I'll really be interested in seeing what you do. I did a ren wedding (18 members male and female) in 2005, so I'll have to see the real comparisons.

Angie


----------



## ladyrua (May 26, 2006)

Best of luck! I do all my SCA garb, and my DH's....almost time to start gearing up for new summer stuff! Do you do any historical costuming, or more of the fairy/fantasy costumes?


----------



## reese (Jul 6, 2004)

Awwww, thanks all! I'm now feeling intimidated amongst seasoned SCA folks.

Our fair, small as it may be, attempts to be more on the historically correct side of things, although it's no SCA event for sure. Virginia Renaissance Faire 

_ I _try to be as close as _I_ can, historically (I'm not a fan of revisionist history), considering our weather and that I'm not a very good hand sewer, so I do depend on my machine, and resources. This is only our second year and I'm much better informed now than I was a year ago. I'm still nervous, though, just because it's daunting. 

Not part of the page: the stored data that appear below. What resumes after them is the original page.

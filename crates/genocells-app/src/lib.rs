//! Headless host loop shared by the `genocells` binary and its tests.

use anyhow::{Context, Result};
use genocells_core::{
    GenocellsConfig, NullPersistence, Tick, TickOrder, TickSummary, WorldPersistence, WorldState,
};
use genocells_render::{RenderOptions, save_png};
use genocells_storage::{Snapshot, Storage, StoragePipeline, save_to_file};
use serde::Serialize;
use std::path::{Path, PathBuf};
use std::time::Instant;
use tracing::{info, warn};

/// Placeholder replaced by the zero-padded tick in frame paths.
pub const TICK_PLACEHOLDER: &str = "{tick}";

/// Command-line overrides layered over the configuration file.
#[derive(Debug, Clone, Default)]
pub struct ConfigOverrides {
    pub width: Option<u32>,
    pub height: Option<u32>,
    pub seed: Option<u64>,
    pub genome_length: Option<usize>,
    pub mutation_percent: Option<u32>,
    pub initial_alive_probability: Option<f64>,
    pub tick_order: Option<TickOrder>,
    pub persistence_interval: Option<u32>,
}

impl ConfigOverrides {
    pub fn apply(&self, config: &mut GenocellsConfig) {
        if let Some(width) = self.width {
            config.grid_width = width;
        }
        if let Some(height) = self.height {
            config.grid_height = height;
        }
        if let Some(seed) = self.seed {
            config.rng_seed = Some(seed);
        }
        if let Some(length) = self.genome_length {
            config.genome_length = length;
        }
        if let Some(percent) = self.mutation_percent {
            config.mutation_percent = percent;
        }
        if let Some(probability) = self.initial_alive_probability {
            config.initial_alive_probability = probability;
        }
        if let Some(order) = self.tick_order {
            config.tick_order = order;
        }
        if let Some(interval) = self.persistence_interval {
            config.persistence_interval = interval;
        }
    }
}

/// Read an optional JSON configuration file, apply overrides, and validate.
pub fn load_config(path: Option<&Path>, overrides: &ConfigOverrides) -> Result<GenocellsConfig> {
    let mut config = match path {
        Some(path) => {
            let raw = std::fs::read_to_string(path)
                .with_context(|| format!("read config {}", path.display()))?;
            serde_json::from_str(&raw)
                .with_context(|| format!("parse config {}", path.display()))?
        }
        None => GenocellsConfig::default(),
    };
    overrides.apply(&mut config);
    config.validate().context("invalid configuration")?;
    Ok(config)
}

/// Open the tick-history database behind a writer thread, or a no-op sink.
pub fn open_persistence(
    db: Option<&Path>,
    config: &GenocellsConfig,
) -> Result<Box<dyn WorldPersistence>> {
    let Some(db) = db else {
        return Ok(Box::new(NullPersistence));
    };
    let path = db.to_string_lossy();
    let mut storage =
        Storage::open(&path).with_context(|| format!("open history database {path}"))?;
    storage
        .record_config(config)
        .context("record run configuration")?;
    let pipeline = StoragePipeline::from_storage(storage)?;
    info!(path = %path, interval = config.persistence_interval, "recording tick history");
    Ok(Box::new(pipeline))
}

/// Adopt the snapshot's grid dimensions, which win over the configuration.
fn fit_to_snapshot(config: &mut GenocellsConfig, snapshot: &Snapshot) {
    let (width, height) = (snapshot.grid.width(), snapshot.grid.height());
    if (config.grid_width, config.grid_height) != (width, height) {
        warn!(
            config_width = config.grid_width,
            config_height = config.grid_height,
            width,
            height,
            "snapshot dimensions override configuration"
        );
        config.grid_width = width;
        config.grid_height = height;
    }
}

/// Rebuild a world from a snapshot; the grid dimensions override the configuration.
pub fn restore(
    snapshot: Snapshot,
    mut config: GenocellsConfig,
    persistence: Box<dyn WorldPersistence>,
) -> Result<WorldState> {
    fit_to_snapshot(&mut config, &snapshot);
    WorldState::from_grid(config, snapshot.grid, snapshot.tick, persistence)
        .context("restore world from snapshot")
}

/// Restore a snapshot and attach tick history, recording the adjusted configuration.
pub fn resume(
    snapshot: Snapshot,
    mut config: GenocellsConfig,
    db: Option<&Path>,
) -> Result<WorldState> {
    fit_to_snapshot(&mut config, &snapshot);
    let persistence = open_persistence(db, &config)?;
    restore(snapshot, config, persistence)
}

/// Census of a snapshot without running it.
pub fn inspect(snapshot: Snapshot) -> Result<TickSummary> {
    let world = restore(
        snapshot,
        GenocellsConfig::default(),
        Box::new(NullPersistence),
    )?;
    Ok(world.summary())
}

/// Periodic PNG output.
#[derive(Debug, Clone)]
pub struct FrameOutput {
    /// Destination; `{tick}` is replaced by the tick number.
    pub path: PathBuf,
    /// Ticks between frames; 0 writes only the final frame.
    pub every: u64,
    pub options: RenderOptions,
}

/// Parameters of a headless run.
#[derive(Debug, Clone, Default)]
pub struct RunOptions {
    /// Stop after this many ticks; `None` runs until interrupted.
    pub ticks: Option<u64>,
    /// Ticks between census log lines; 0 disables them.
    pub report_every: u64,
    /// Reseed the grid when every cell has died.
    pub reset_on_extinction: bool,
    /// Write a snapshot here when the run ends.
    pub snapshot: Option<PathBuf>,
    pub frame: Option<FrameOutput>,
}

/// Outcome of [`run`].
#[derive(Debug, Clone, Serialize, PartialEq, Eq)]
pub struct RunReport {
    pub ticks_run: u64,
    pub final_tick: u64,
    pub alive: usize,
    pub corpses: usize,
    pub resets: u32,
}

/// Expand the tick placeholder in a frame path.
#[must_use]
pub fn frame_path(template: &Path, tick: Tick) -> PathBuf {
    let raw = template.to_string_lossy();
    if raw.contains(TICK_PLACEHOLDER) {
        PathBuf::from(raw.replace(TICK_PLACEHOLDER, &format!("{:08}", tick.0)))
    } else {
        template.to_path_buf()
    }
}

fn write_frame(world: &WorldState, frame: &FrameOutput) -> Result<()> {
    let path = frame_path(&frame.path, world.tick());
    save_png(world.grid(), &frame.options, &path)
        .with_context(|| format!("render frame {}", path.display()))
}

/// Drive `world` according to `options`.
pub fn run(world: &mut WorldState, options: &RunOptions) -> Result<RunReport> {
    let mut ticks_run = 0u64;
    let mut resets = 0u32;
    let mut window_start = Instant::now();

    while options.ticks.is_none_or(|limit| ticks_run < limit) {
        let events = world.step();
        ticks_run += 1;

        if options.report_every > 0 && events.tick.0.is_multiple_of(options.report_every) {
            let elapsed = window_start.elapsed().as_secs_f64().max(f64::EPSILON);
            info!(
                tick = events.tick.0,
                alive = events.alive,
                corpses = world.count_corpses(),
                births = events.births,
                deaths = events.deaths,
                kills = events.kills,
                tps = options.report_every as f64 / elapsed,
                "census"
            );
            window_start = Instant::now();
        }

        if let Some(frame) = &options.frame
            && frame.every > 0
            && events.tick.0.is_multiple_of(frame.every)
        {
            write_frame(world, frame)?;
        }

        if events.alive == 0 && options.reset_on_extinction {
            warn!(tick = events.tick.0, "population extinct; reseeding");
            world.reset();
            resets += 1;
        }
    }

    if let Some(frame) = &options.frame
        && frame.every == 0
    {
        write_frame(world, frame)?;
    }
    if let Some(path) = &options.snapshot {
        save_to_file(world.grid(), world.tick(), path)
            .with_context(|| format!("save snapshot {}", path.display()))?;
    }

    Ok(RunReport {
        ticks_run,
        final_tick: world.tick().0,
        alive: world.count_alive(),
        corpses: world.count_corpses(),
        resets,
    })
}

Margaret Roe is a dear friend, and has helped me learn more than I could imagine learning on my own. I'm still researching as I find, the more I learn, the more I realize I don't know, the more I want to know, and the more I'm still learning.


Here is my oldest; he's part of cast as a Yeoman of the Guard. I didn't make the tabard for faire, but I did make his whole garb, minus his leather (gloves, belt, and boots). He's obviously not wearing his Yeoman tabard here, but if you look at other pictures from the VARF site, you'll see them.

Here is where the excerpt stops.